Looking at the FTSE 100, the Information Technology sector currently accounts for just over 1% of the index. Compare this to the US, which has seen tech lead the stock market boom over the last 10 years. Apple, Microsoft, Amazon, Alphabet, Facebook and Tesla are collectively valued at more than $8 trillion – equivalent to 25% of the total market cap of the S&P 500. In the UK, the market cap of the entire FTSE 100 is less than $2 trillion.

Of course, it has taken some of these companies decades to reach this stage – Amazon listed in 1997 and Netflix back in 2002; but the pay-off has been immense and the US has been hard to match for tech innovation and growth.

It certainly looks like the UK Government is taking the potential offered by the technology industry seriously, with Chancellor Rishi Sunak announcing that the Future Fund: Breakthrough will invest up to £375m of government cash alongside private sector capital in emerging UK tech companies, in return for stakes in those firms.

As the FT noted recently, many of the founders of UK tech businesses have claimed that they often fail to make the leap to the next stage in their development to become true leaders in their fields, instead selling out to international rivals such as SoftBank’s 2016 acquisition of ARM and Google’s 2014 acquisition of AI firm DeepMind.

Last month, robotics pioneer Blue Prism also warned it was seriously thinking about ditching its listing in London and moving its shares to the US, citing a lack of understanding of tech by British investors, claiming that it could be worth two-to-five times more if it was listed in the US.

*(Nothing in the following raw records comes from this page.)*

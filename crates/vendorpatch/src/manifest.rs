//! The curated allow-list of upstream files and the staging copy driven by it.
//!
//! Entries are plain relative paths under `root` inside the checkout. There is
//! no globbing: anything not listed is never staged.

use std::collections::BTreeSet;
use std::fs;
use std::io;
use std::path::{Component, Path, PathBuf};

use filetime::FileTime;
use serde::{Deserialize, Serialize};

use crate::config::ConfigDoc;
use crate::error::{Error, Result};
use crate::modules::util;

/// `[manifest]` as written in the workflow config.
#[derive(Debug, Clone, Default, Deserialize)]
#[serde(default)]
pub struct ManifestConfig {
    pub root: String,
    pub files: Vec<String>,
    /// Upstream revision (commit prefix) this list was written against.
    pub revision: Option<String>,
}

#[derive(Debug, Clone, PartialEq, Eq)]
pub struct SourceManifest {
    root: PathBuf,
    files: Vec<String>,
    revision: Option<String>,
}

impl SourceManifest {
    pub fn new(root: &str, files: Vec<String>, revision: Option<String>) -> Result<Self> {
        let root = normalize_root(root)?;
        let mut seen = BTreeSet::new();
        let mut out = Vec::with_capacity(files.len());
        for raw in files {
            let entry = normalize_entry(&raw)?;
            if !seen.insert(entry.clone()) {
                return Err(Error::msg(format!(
                    "manifest entry '{}' is listed more than once",
                    entry
                )));
            }
            out.push(entry);
        }
        let revision = revision
            .map(|r| r.trim().to_string())
            .filter(|r| !r.is_empty());
        Ok(Self {
            root,
            files: out,
            revision,
        })
    }

    pub fn from_doc(doc: &ConfigDoc) -> Result<Self> {
        let cfg: ManifestConfig = doc.section("manifest")?;
        if cfg.files.is_empty() {
            return Err(Error::msg("manifest.files is empty"));
        }
        Self::new(&cfg.root, cfg.files, cfg.revision)
    }

    /// Sub-directory of the checkout the entries are relative to.
    pub fn root(&self) -> &Path {
        &self.root
    }

    pub fn files(&self) -> &[String] {
        &self.files
    }

    pub fn revision(&self) -> Option<&str> {
        self.revision.as_deref()
    }

    pub fn source_dir(&self, checkout_root: &Path) -> PathBuf {
        checkout_root.join(&self.root)
    }

    /// Entry paths relative to the checkout root, in manifest order.
    pub fn checkout_paths(&self) -> Vec<String> {
        self.files
            .iter()
            .map(|f| checkout_relative(&self.root, f))
            .collect()
    }
}

pub fn checkout_relative(root: &Path, entry: &str) -> String {
    if root.as_os_str().is_empty() {
        entry.to_string()
    } else {
        format!("{}/{}", root.to_string_lossy().trim_end_matches('/'), entry)
    }
}

fn normalize_root(raw: &str) -> Result<PathBuf> {
    let raw = raw.trim();
    if raw.is_empty() || raw == "." {
        return Ok(PathBuf::new());
    }
    let joined = normalize_rel(raw, "manifest.root")?;
    Ok(PathBuf::from(joined))
}

fn normalize_entry(raw: &str) -> Result<String> {
    let entry = raw.trim();
    if entry.is_empty() {
        return Err(Error::msg("manifest entry is empty"));
    }
    if entry.contains(['*', '?', '[']) {
        return Err(Error::msg(format!(
            "manifest entry '{}' contains a glob character; list files explicitly",
            entry
        )));
    }
    normalize_rel(entry, "manifest entry")
}

fn normalize_rel(raw: &str, what: &str) -> Result<String> {
    let mut segs = Vec::new();
    for c in Path::new(raw).components() {
        match c {
            Component::Normal(s) => segs.push(s.to_string_lossy().into_owned()),
            Component::CurDir => {}
            Component::ParentDir => {
                return Err(Error::msg(format!("{what} '{raw}' contains '..'")));
            }
            Component::RootDir | Component::Prefix(_) => {
                return Err(Error::msg(format!("{what} '{raw}' must be relative")));
            }
        }
    }
    if segs.is_empty() {
        return Err(Error::msg(format!("{what} '{raw}' is empty")));
    }
    Ok(segs.join("/"))
}

#[derive(Debug, Clone, Serialize)]
pub struct StagedFile {
    pub path: String,
    pub sha256: String,
    pub bytes: u64,
    /// False when the staged copy already had this content.
    pub changed: bool,
}

#[derive(Debug, Clone, Default, Serialize)]
pub struct StageReport {
    pub files: Vec<StagedFile>,
}

impl StageReport {
    pub fn changed_count(&self) -> usize {
        self.files.iter().filter(|f| f.changed).count()
    }
}

/// Copy every manifest entry from `checkout_root/<root>/<entry>` to
/// `staging_root/<entry>`. Every entry is checked before anything is copied.
pub fn stage_all(
    manifest: &SourceManifest,
    checkout_root: &Path,
    staging_root: &Path,
) -> Result<StageReport> {
    let src_root = manifest.source_dir(checkout_root);

    let mut sources = Vec::with_capacity(manifest.files().len());
    for entry in manifest.files() {
        let src = src_root.join(entry);
        let meta = match fs::metadata(&src) {
            Ok(m) => m,
            Err(e) if e.kind() == io::ErrorKind::NotFound => {
                return Err(Error::missing_source(format!(
                    "manifest entry '{}' does not exist in the checkout ({})",
                    entry,
                    src.display()
                )));
            }
            Err(e) => {
                return Err(Error::msg(format!("failed to stat {}: {e}", src.display())));
            }
        };
        if !meta.is_file() {
            return Err(Error::missing_source(format!(
                "manifest entry '{}' is not a regular file ({})",
                entry,
                src.display()
            )));
        }
        sources.push((entry, src, meta));
    }

    util::ensure_dir(staging_root)?;
    let mut report = StageReport::default();
    for (entry, src, meta) in sources {
        let dst = staging_root.join(entry);
        let before = match fs::symlink_metadata(&dst) {
            Ok(m) if m.is_dir() => {
                return Err(Error::msg(format!(
                    "staged path {} is a directory",
                    dst.display()
                )));
            }
            Ok(_) => {
                let hash = util::sha256_file_hex(&dst).ok();
                // A read-only copy from a previous run would make fs::copy fail.
                fs::remove_file(&dst).map_err(|e| {
                    Error::msg(format!("failed to replace {}: {e}", dst.display()))
                })?;
                hash
            }
            Err(_) => None,
        };

        copy_preserving_times(&src, &dst, &meta)?;
        let sha256 = util::sha256_file_hex(&dst)?;
        report.files.push(StagedFile {
            path: entry.clone(),
            changed: before.as_deref() != Some(sha256.as_str()),
            sha256,
            bytes: meta.len(),
        });
    }
    Ok(report)
}

fn copy_preserving_times(src: &Path, dst: &Path, meta: &fs::Metadata) -> Result<()> {
    if let Some(parent) = dst.parent() {
        util::ensure_dir(parent)?;
    }
    fs::copy(src, dst).map_err(|e| {
        Error::msg(format!(
            "failed to copy {} -> {}: {e}",
            src.display(),
            dst.display()
        ))
    })?;
    filetime::set_file_times(
        dst,
        FileTime::from_last_access_time(meta),
        FileTime::from_last_modification_time(meta),
    )
    .map_err(|e| Error::msg(format!("failed to set times on {}: {e}", dst.display())))
}

/// Delete staged files the manifest no longer lists, then any directories
/// left empty. Returns the removed files relative to `staging_root`.
pub fn prune_stale(manifest: &SourceManifest, staging_root: &Path) -> Result<Vec<String>> {
    if !staging_root.is_dir() {
        return Ok(Vec::new());
    }
    let keep: BTreeSet<&str> = manifest.files().iter().map(String::as_str).collect();

    let mut removed = Vec::new();
    for entry in walkdir::WalkDir::new(staging_root).contents_first(true) {
        let entry = entry.map_err(|e| Error::msg(format!("walkdir error: {e}")))?;
        let p = entry.path();
        if p == staging_root {
            continue;
        }
        if entry.file_type().is_dir() {
            if fs::read_dir(p)?.next().is_none() {
                fs::remove_dir(p)
                    .map_err(|e| Error::msg(format!("failed to remove {}: {e}", p.display())))?;
            }
            continue;
        }
        let rel = p
            .strip_prefix(staging_root)
            .map_err(|e| Error::msg(format!("strip_prefix failed: {e}")))?;
        let rel = rel
            .components()
            .map(|c| c.as_os_str().to_string_lossy())
            .collect::<Vec<_>>()
            .join("/");
        if !keep.contains(rel.as_str()) {
            fs::remove_file(p)
                .map_err(|e| Error::msg(format!("failed to remove {}: {e}", p.display())))?;
            removed.push(rel);
        }
    }
    Ok(removed)
}

#[cfg(test)]
mod tests {
    use super::*;
    use crate::error::ErrorKind;

    fn manifest(files: &[&str]) -> SourceManifest {
        SourceManifest::new("", files.iter().map(|s| s.to_string()).collect(), None)
            .expect("manifest")
    }

    fn write(p: &Path, body: &str) {
        fs::create_dir_all(p.parent().expect("parent")).expect("mkdir");
        fs::write(p, body).expect("write");
    }

    #[test]
    fn rejects_duplicates_parent_dirs_and_globs() {
        let mk = |f: &str| SourceManifest::new("", vec!["a/one.h".into(), f.into()], None);
        assert!(mk("./a/one.h").expect_err("dup").to_string().contains("more than once"));
        assert!(mk("a/../b.h").expect_err("dotdot").to_string().contains("'..'"));
        assert!(mk("a/*.cc").expect_err("glob").to_string().contains("glob"));
        assert!(mk("/abs.h").expect_err("abs").to_string().contains("relative"));
    }

    #[test]
    fn checkout_paths_include_root() {
        let m = SourceManifest::new("src/", vec!["feat/a.h".into()], None).expect("manifest");
        assert_eq!(m.checkout_paths(), vec!["src/feat/a.h".to_string()]);
    }

    #[test]
    fn missing_entry_names_the_path_and_stages_nothing() {
        let tmp = tempfile::tempdir().expect("tempdir");
        let checkout = tmp.path().join("checkout");
        let staged = tmp.path().join("staged");
        write(&checkout.join("a/one.h"), "h\n");
        write(&checkout.join("z/last.cc"), "z\n");

        let err = stage_all(&manifest(&["a/one.h", "b/gone.cc", "z/last.cc"]), &checkout, &staged)
            .expect_err("missing");
        assert_eq!(err.kind(), ErrorKind::MissingSource);
        assert!(err.to_string().contains("'b/gone.cc'"), "{err}");
        assert!(!staged.join("a/one.h").exists());
        assert!(!staged.join("z/last.cc").exists());
    }

    #[test]
    fn directory_entry_is_rejected() {
        let tmp = tempfile::tempdir().expect("tempdir");
        let checkout = tmp.path().join("checkout");
        fs::create_dir_all(checkout.join("a")).expect("mkdir");
        let err = stage_all(&manifest(&["a"]), &checkout, &tmp.path().join("s"))
            .expect_err("dir");
        assert_eq!(err.kind(), ErrorKind::MissingSource);
    }

    #[test]
    fn restaging_is_idempotent_and_keeps_mtime() {
        let tmp = tempfile::tempdir().expect("tempdir");
        let checkout = tmp.path().join("checkout");
        let staged = tmp.path().join("staged");
        write(&checkout.join("a/one.cc"), "int one();\n");
        let src = checkout.join("a/one.cc");
        filetime::set_file_mtime(&src, FileTime::from_unix_time(1_600_000_000, 0))
            .expect("set mtime");

        let m = manifest(&["a/one.cc"]);
        let first = stage_all(&m, &checkout, &staged).expect("stage");
        assert_eq!(first.changed_count(), 1);
        let second = stage_all(&m, &checkout, &staged).expect("restage");
        assert_eq!(second.changed_count(), 0);

        let staged_meta = fs::metadata(staged.join("a/one.cc")).expect("meta");
        assert_eq!(
            FileTime::from_last_modification_time(&staged_meta).unix_seconds(),
            1_600_000_000
        );
        assert_eq!(
            fs::read(staged.join("a/one.cc")).expect("read"),
            b"int one();\n"
        );
    }

    #[test]
    fn prune_removes_unlisted_files_and_empty_dirs() {
        let tmp = tempfile::tempdir().expect("tempdir");
        let staged = tmp.path();
        write(&staged.join("a/one.h"), "h");
        write(&staged.join("old/stale.cc"), "x");

        let removed = prune_stale(&manifest(&["a/one.h"]), staged).expect("prune");
        assert_eq!(removed, vec!["old/stale.cc".to_string()]);
        assert!(!staged.join("old").exists());
        assert!(staged.join("a/one.h").exists());
    }
}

All of this also comes in the midst of a long-awaited review of the UK fintech industry by ex-Worldpay boss Ron Kalifa, who, among a raft of proposed measures to ensure that the UK fintech sector continues to grow, recommends a transformation of listing rules in the UK.

This includes allowing founders and pre-IPO investors to retain super voting rights with their shareholdings (so no longer one share one vote), a measure which whilst currently allowed for a London listing, does preclude a company from being included in the FTSE 100 and FTSE 250. The divergence in voting rights accorded to some of the big US tech firms doesn’t come without controversy – Facebook’s Class B shareholders receive 10 votes for every share held, compared to one vote one share for holders of Class A stock.

Thatcher’s so-called Big Bang deregulation in the mid-1980s was pivotal in the UK cementing its position as the world’s leading financial services centre – whereas Kalifa’s proposed regulatory changes simply put the UK on a par with other centres such as the US and Singapore.

Without them, however, we may run the risk of eroding the UK’s opportunity to build a thriving tech industry – and thereby the prospect of transforming the UK stock market’s ability to nurture potentially transformational tech firms and expand the opportunity set for investors to capitalise on.